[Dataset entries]
□ □ □ □

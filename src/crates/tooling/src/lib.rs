//! Tooling utilities for chainflow
//!
//! This crate provides the tool contract shared by the chainflow workspace:
//! the [`Tool`] trait that deterministic compute units implement, the
//! [`ToolRegistry`] the engine resolves tool names through, a handful of
//! built-in tools, and serialization helpers used for cache keys.
//!
//! # Modules
//!
//! - `tool` - The `Tool` trait, `ToolError` and `ToolRegistry`
//! - `builtin` - Built-in deterministic tools (sum, sleep, json_merge, echo)
//! - `serialization` - Stable JSON serialization and hashing utilities

pub mod builtin;
pub mod serialization;
pub mod tool;

use thiserror::Error;

pub use builtin::{register_builtin_tools, EchoTool, JsonMergeTool, SleepTool, SumTool};
pub use tool::{Tool, ToolError, ToolRegistry, ToolResult};

/// Errors that can occur in the tooling crate outside of tool execution
#[derive(Debug, Error)]
pub enum ToolingError {
    /// General error with message
    #[error("Tooling error: {0}")]
    General(String),

    /// Serialization error
    #[error("Serialization error: {0}")]
    Serialization(#[from] serde_json::Error),
}

/// Result type for tooling operations
pub type Result<T> = std::result::Result<T, ToolingError>;

/// Get version information
pub fn version() -> &'static str {
    env!("CARGO_PKG_VERSION")
}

□ □ □ □

EXERCISE PROMPT —
All that belongs in the answer is the run of lines above from the line containing "of tool execution" through the line containing "Get version information", exactly as written.

OUTPUT BELOW —
/// Errors that can occur in the tooling crate outside of tool execution
#[derive(Debug, Error)]
pub enum ToolingError {
    /// General error with message
    #[error("Tooling error: {0}")]
    General(String),

    /// Serialization error
    #[error("Serialization error: {0}")]
    Serialization(#[from] serde_json::Error),
}

/// Result type for tooling operations
pub type Result<T> = std::result::Result<T, ToolingError>;

/// Get version information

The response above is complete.